If the City were to move forward with a sale, the RFP required bidders to address how they would provide customer service to City residents. Pennsylvania American Water Company has agreed to maintain a physical customer service office within the City of York and to offer 24-hour support through telephone and online resources.
Public Health and Safety
If the system is sold, will the Pennsylvania Department of Environmental Protection (DEP) and the U.S. Environmental Protection Agency (EPA) continue to have jurisdiction over the City system?
Yes. The state DEP and federal EPA would continue to have jurisdiction over the City system in the event of a sale.
Who controls service quality following a sale of the system?
Pennsylvania DEP and U.S. EPA will provide continuing oversight over environmental compliance. If the system is sold to a private operator, the PUC would oversee and regulate service issues such as billing and customer service.

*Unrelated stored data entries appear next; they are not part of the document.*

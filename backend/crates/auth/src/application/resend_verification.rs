//! Resend Verification Use Case
//!
//! The caller always gets the same answer; the outcome is for logs and tests.

use std::sync::Arc;

use platform::clock::Clock;

use crate::application::config::AuthConfig;
use crate::application::verification::{ReissueOutcome, VerificationUseCase};
use crate::domain::notifier::VerificationNotifier;
use crate::domain::repository::AccountRepository;
use crate::domain::value_object::email::Email;
use crate::error::{AuthError, AuthResult};

#[derive(Debug, Clone, Copy, PartialEq, Eq)]
pub enum ResendOutcome {
    Sent,
    DeliveryFailed,
    AlreadyVerified,
    UnknownAccount,
}

pub struct ResendVerificationUseCase<R, N>
where
    R: AccountRepository,
    N: VerificationNotifier,
{
    repo: Arc<R>,
    verification: VerificationUseCase<R, N>,
}

impl<R, N> ResendVerificationUseCase<R, N>
where
    R: AccountRepository,
    N: VerificationNotifier,
{
    pub fn new(
        repo: Arc<R>,
        notifier: Arc<N>,
        config: Arc<AuthConfig>,
        clock: Arc<dyn Clock>,
    ) -> Self {
        Self {
            verification: VerificationUseCase::new(repo.clone(), notifier, config, clock),
            repo,
        }
    }

    pub async fn execute(&self, email: String) -> AuthResult<ResendOutcome> {
        if email.trim().is_empty() {
            return Err(AuthError::Validation("Email is required".to_string()));
        }
        let email = Email::new(email)?;

        let Some(account) = self.repo.find_by_email(&email).await? else {
            tracing::debug!("Resend requested for unknown email");
            return Ok(ResendOutcome::UnknownAccount);
        };

        let outcome = match self.verification.reissue_for(&account).await? {
            ReissueOutcome::AlreadyVerified => ResendOutcome::AlreadyVerified,
            ReissueOutcome::Reissued { delivered: true } => ResendOutcome::Sent,
            ReissueOutcome::Reissued { delivered: false } => {
                tracing::warn!(
                    account_id = %account.account_id,
                    "Verification email could not be delivered"
                );
                ResendOutcome::DeliveryFailed
            }
        };
        Ok(outcome)
    }
}
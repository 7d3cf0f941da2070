//! Account Verification Backend Module
//!
//! Clean Architecture structure:
//! - `domain/` - Business logic, entities, repository and notifier traits
//! - `application/` - Use cases and application services
//! - `infra/` - PostgreSQL repository, SMTP notifier (in-memory doubles in test builds)
//! - `presentation/` - HTTP handlers, DTOs, router
//!
//! ## Features
//! - Registration with email, password and role (student / teacher)
//! - Email verification through a single-use, 24 hour link token
//! - Layered token matching (exact, containment, encoding-tolerant fuzzy)
//! - Login gated on verification, with token refresh when it lapsed
//! - Development-only force-verify and token diagnostics endpoints
//!
//! ## Consistency Model
//! - Verification columns have exactly one write path
//!   (`AccountRepository::set_verification_fields`)
//! - `Unverified -> Verified` is a conditional update; concurrent requests
//!   for the same token produce one transition

pub mod application;
pub mod domain;
pub mod error;
pub mod infra;
pub mod presentation;

#[cfg(test)]
mod tests;

// Re-exports for convenience
pub use application::config::AuthConfig;
pub use error::{AuthError, AuthResult};
pub use infra::{MailNotifier, PgAccountRepository};
pub use presentation::router::{auth_router, auth_router_generic};

// Re-export kernel error types for unified error handling
pub use kernel::error::{
    app_error::{AppError, AppResult},
    kind::ErrorKind,
};

pub mod models {
    pub use crate::domain::entity::account::Account;
    pub use crate::domain::value_object::*;
    pub use crate::presentation::dto::*;
}
//! Application Layer
//!
//! Course catalog use cases.

pub mod create_course;
pub mod get_course;
pub mod input;
pub mod list_courses;
pub mod update_course;

// Re-exports
pub use create_course::{CreateCourseInput, CreateCourseUseCase};
pub use get_course::GetCourseUseCase;
pub use input::{CourseInput, ModuleInput};
pub use list_courses::ListCoursesUseCase;
pub use update_course::UpdateCourseUseCase;
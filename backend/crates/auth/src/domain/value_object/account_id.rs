pub use kernel::id::AccountId;
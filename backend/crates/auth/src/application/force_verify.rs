//! Force Verify Use Case (development only)
//!
//! Marks an account verified without a token when the password matches.
//! The result is not reported to the caller, whose answer is uniform.

use std::sync::Arc;

use crate::application::config::AuthConfig;
use crate::domain::repository::{AccountRepository, VerificationFields};
use crate::domain::value_object::{email::Email, user_password::RawPassword};
use crate::error::{AuthError, AuthResult};

pub struct ForceVerifyInput {
    pub email: String,
    pub password: String,
}

pub struct ForceVerifyUseCase<R>
where
    R: AccountRepository,
{
    repo: Arc<R>,
    config: Arc<AuthConfig>,
}

impl<R> ForceVerifyUseCase<R>
where
    R: AccountRepository,
{
    pub fn new(repo: Arc<R>, config: Arc<AuthConfig>) -> Self {
        Self { repo, config }
    }

    /// `Ok(true)` when this call changed the account
    pub async fn execute(&self, input: ForceVerifyInput) -> AuthResult<bool> {
        if input.email.trim().is_empty() || input.password.is_empty() {
            return Err(AuthError::Validation(
                "Email and password are required".to_string(),
            ));
        }
        let (Ok(email), Ok(password)) = (Email::new(input.email), RawPassword::new(input.password))
        else {
            return Ok(false);
        };

        let Some(account) = self.repo.find_by_email(&email).await? else {
            return Ok(false);
        };
        if account.is_verified() || !account.password_hash.verify(&password, self.config.pepper())
        {
            return Ok(false);
        }

        let fields = VerificationFields::Verified {
            expected_token: None,
            consumed_digest: None,
        };
        let changed = self
            .repo
            .set_verification_fields(&account.account_id, &fields)
            .await?;
        if changed {
            tracing::warn!(account_id = %account.account_id, "Account verified manually");
        }
        Ok(changed)
    }
}
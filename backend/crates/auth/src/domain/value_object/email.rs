//! Email Value Object
//!
//! Account identity. Stored lower-cased and trimmed so lookups are
//! case-insensitive; ownership is proven by the verification link.

use kernel::error::app_error::{AppError, AppResult};
use serde::{Deserialize, Serialize};
use std::str::FromStr;

/// Maximum email length (per RFC 5321)
const EMAIL_MAX_LENGTH: usize = 254;

/// Characters of the local part left visible by [`Email::masked`]
const MASK_VISIBLE_CHARS: usize = 3;

#[derive(Debug, Clone, PartialEq, Eq, Hash, Serialize, Deserialize)]
pub struct Email(String);

impl Email {
    pub fn new(email: impl Into<String>) -> AppResult<Self> {
        let email = email.into().trim().to_lowercase();

        if email.is_empty() {
            return Err(AppError::bad_request("Email is required"));
        }
        if email.len() > EMAIL_MAX_LENGTH {
            return Err(AppError::bad_request(format!(
                "Email must be at most {} characters",
                EMAIL_MAX_LENGTH
            )));
        }
        if !Self::is_valid_format(&email) {
            return Err(AppError::bad_request("Invalid email format")
                .with_action("Please enter a valid email address"));
        }

        Ok(Self(email))
    }

    fn is_valid_format(email: &str) -> bool {
        let Some((local, domain)) = email.split_once('@') else {
            return false;
        };
        if domain.contains('@') || local.is_empty() || local.len() > 64 {
            return false;
        }
        if local.chars().any(|c| c.is_whitespace() || c.is_control()) {
            return false;
        }
        if domain.is_empty() || !domain.contains('.') {
            return false;
        }
        if !domain
            .chars()
            .all(|c| c.is_ascii_alphanumeric() || c == '.' || c == '-')
        {
            return false;
        }
        !(domain.starts_with(['.', '-']) || domain.ends_with(['.', '-']))
    }

    /// Create from database value (already normalized)
    pub fn from_db(email: impl Into<String>) -> Self {
        Self(email.into())
    }

    pub fn as_str(&self) -> &str {
        &self.0
    }

    pub fn domain(&self) -> &str {
        self.0.split_once('@').map(|(_, d)| d).unwrap_or("")
    }

    pub fn local_part(&self) -> &str {
        self.0.split_once('@').map(|(l, _)| l).unwrap_or(&self.0)
    }

    /// `ali***@example.com`, for diagnostics that must not reveal addresses
    pub fn masked(&self) -> String {
        let visible: String = self.local_part().chars().take(MASK_VISIBLE_CHARS).collect();
        format!("{}***@{}", visible, self.domain())
    }
}

impl FromStr for Email {
    type Err = AppError;

    fn from_str(s: &str) -> AppResult<Self> {
        Email::new(s)
    }
}

impl std::fmt::Display for Email {
    fn fmt(&self, f: &mut std::fmt::Formatter<'_>) -> std::fmt::Result {
        write!(f, "{}", self.0)
    }
}

impl AsRef<str> for Email {
    fn as_ref(&self) -> &str {
        &self.0
    }
}
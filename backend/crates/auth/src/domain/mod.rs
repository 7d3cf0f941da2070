//! Domain Layer
//!
//! Entities, value objects, pure domain services and the ports
//! (repository, notifier) implemented in the infrastructure layer.

pub mod entity;
pub mod notifier;
pub mod repository;
pub mod service;
pub mod value_object;

// Re-exports
pub use entity::account::Account;
pub use notifier::VerificationNotifier;
pub use repository::{AccountRepository, VerificationFields};
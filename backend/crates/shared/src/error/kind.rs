//! Error Kind - Classification of errors
//!
//! Defines the [`ErrorKind`] enum that maps to HTTP status codes.

use serde::Serialize;

/// エラー種別の列挙体
///
/// API が返しうる HTTP ステータスに対応するエラー分類です。
/// 認証コンテキストとコースコンテキストの両方で共有されます。
///
/// ## Examples
/// ```rust
/// use kernel::error::kind::ErrorKind;
///
/// let kind = ErrorKind::ServiceUnavailable;
/// assert_eq!(kind.status_code(), 503);
/// assert_eq!(kind.as_str(), "Service Unavailable");
/// ```
#[derive(Debug, Clone, Copy, PartialEq, Eq, Serialize)]
#[serde(rename_all = "SCREAMING_SNAKE_CASE")]
#[non_exhaustive]
pub enum ErrorKind {
    /// 400 - 入力検証エラー、無効・期限切れ・曖昧なトークン
    BadRequest,
    /// 401 - 資格情報の不一致、メール未確認
    Unauthorized,
    /// 404 - リソースが見つからない
    NotFound,
    /// 409 - 一意制約との競合（メールアドレス、コースID）
    Conflict,
    /// 500 - 想定外のサーバー内部エラー
    InternalServerError,
    /// 503 - データストアに接続できない
    ServiceUnavailable,
}

impl ErrorKind {
    /// HTTP ステータスコードを取得
    ///
    /// ## Examples
    /// ```rust
    /// use kernel::error::kind::ErrorKind;
    /// assert_eq!(ErrorKind::BadRequest.status_code(), 400);
    /// assert_eq!(ErrorKind::Conflict.status_code(), 409);
    /// ```
    #[inline]
    pub const fn status_code(&self) -> u16 {
        match self {
            ErrorKind::BadRequest => 400,
            ErrorKind::Unauthorized => 401,
            ErrorKind::NotFound => 404,
            ErrorKind::Conflict => 409,
            ErrorKind::InternalServerError => 500,
            ErrorKind::ServiceUnavailable => 503,
        }
    }

    /// HTTP ステータスの理由フレーズ
    #[inline]
    pub const fn as_str(&self) -> &'static str {
        match self {
            ErrorKind::BadRequest => "Bad Request",
            ErrorKind::Unauthorized => "Unauthorized",
            ErrorKind::NotFound => "Not Found",
            ErrorKind::Conflict => "Conflict",
            ErrorKind::InternalServerError => "Internal Server Error",
            ErrorKind::ServiceUnavailable => "Service Unavailable",
        }
    }

    /// 5xx 系かどうか（`error!` レベルで記録すべきエラー）
    #[inline]
    pub const fn is_server_error(&self) -> bool {
        self.status_code() >= 500
    }

    /// 4xx 系かどうか
    #[inline]
    pub const fn is_client_error(&self) -> bool {
        let code = self.status_code();
        code >= 400 && code < 500
    }
}

impl std::fmt::Display for ErrorKind {
    fn fmt(&self, f: &mut std::fmt::Formatter<'_>) -> std::fmt::Result {
        write!(f, "{}", self.as_str())
    }
}
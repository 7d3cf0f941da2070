//! Process settings read from the environment

use std::net::SocketAddr;
use std::time::Duration;

use auth::AuthConfig;
use platform::config::{ConfigError, env_bool, env_list, env_opt, env_or, env_parse, env_required};
use platform::database::{DEFAULT_MAX_CONNECTIONS, DatabaseConfig};
use platform::mail::{DEFAULT_SMTP_HOST, DEFAULT_SMTP_PORT, MailerConfig};

const DEFAULT_FRONTEND_ORIGINS: &str = "http://localhost:3000,http://127.0.0.1:3000";

/// Not `Debug`: carries the pepper and mail password
#[derive(Clone)]
pub struct Settings {
    pub listen_addr: SocketAddr,
    pub frontend_origins: Vec<String>,
    pub database: DatabaseConfig,
    pub mailer: MailerConfig,
    pub auth: AuthConfig,
}

impl Settings {
    pub fn from_env() -> Result<Self, ConfigError> {
        let mut database = DatabaseConfig::new(env_required("DATABASE_URL")?);
        database.max_connections = env_parse("DATABASE_MAX_CONNECTIONS", DEFAULT_MAX_CONNECTIONS)?;
        database.acquire_timeout = Duration::from_secs(env_parse(
            "DATABASE_ACQUIRE_TIMEOUT_SECS",
            database.acquire_timeout.as_secs(),
        )?);

        let mailer = MailerConfig {
            host: env_or("SMTP_HOST", DEFAULT_SMTP_HOST),
            port: env_parse("SMTP_PORT", DEFAULT_SMTP_PORT)?,
            username: env_opt("EMAIL_USER"),
            password: env_opt("EMAIL_PASSWORD"),
            from_name: env_or("MAIL_FROM_NAME", &MailerConfig::default().from_name),
            ..MailerConfig::default()
        };

        let defaults = AuthConfig::default();
        let auth = AuthConfig {
            public_base_url: env_or("PUBLIC_APP_URL", &defaults.public_base_url),
            password_pepper: env_opt("PASSWORD_PEPPER").map(String::into_bytes),
            dev_endpoints_enabled: env_bool("ENABLE_DEV_ENDPOINTS", cfg!(debug_assertions))?,
        };

        Ok(Self {
            listen_addr: env_parse("LISTEN_ADDR", SocketAddr::from(([0, 0, 0, 0], 31113)))?,
            frontend_origins: env_list("FRONTEND_ORIGINS", DEFAULT_FRONTEND_ORIGINS),
            database,
            mailer,
            auth,
        })
    }
}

Who assumes the risk if unexpected system or environmental problems arise?
The winning bidder does. Also, the winning bidder has the continuing responsibility to ensure the City system continues to adhere to all state and federal regulatory and environmental requirements.
We know upgrades are needed to the aging wastewater collection system. Will this sale finally bring our system up to modern standards?
Yes. Pennsylvania American Water Company will invest millions of dollars to modernize and upgrade the York system to ensure safe and reliable wastewater treatment services to the community for generations to come. Pennsylvania American Water Company has a proven track record as a customer-centered and community-focused company with a deep commitment to corporate and environmental responsibility. From McKeesport to Scranton, Fairview Township to Steelton – Pennsylvania American Water Company has brought financial stability to the communities it serves while also increasing reliability of wastewater treatment services.
Impact to Employees
What becomes of the City's employees that work at the system?
The City cares about its workers that would be affected by a system sale and would take steps to protect them to ensure the impact would be minimal. For instance, the City’s RFP included as a condition of the sale that all current employees in good standing be offered similar positions with the new owner and the new owner would be required to recognize the union representing those employees. The buyer is also required to adopt the City’s collective bargaining agreement for the sewer employees. Pennsylvania American Water Company has agreed to these conditions.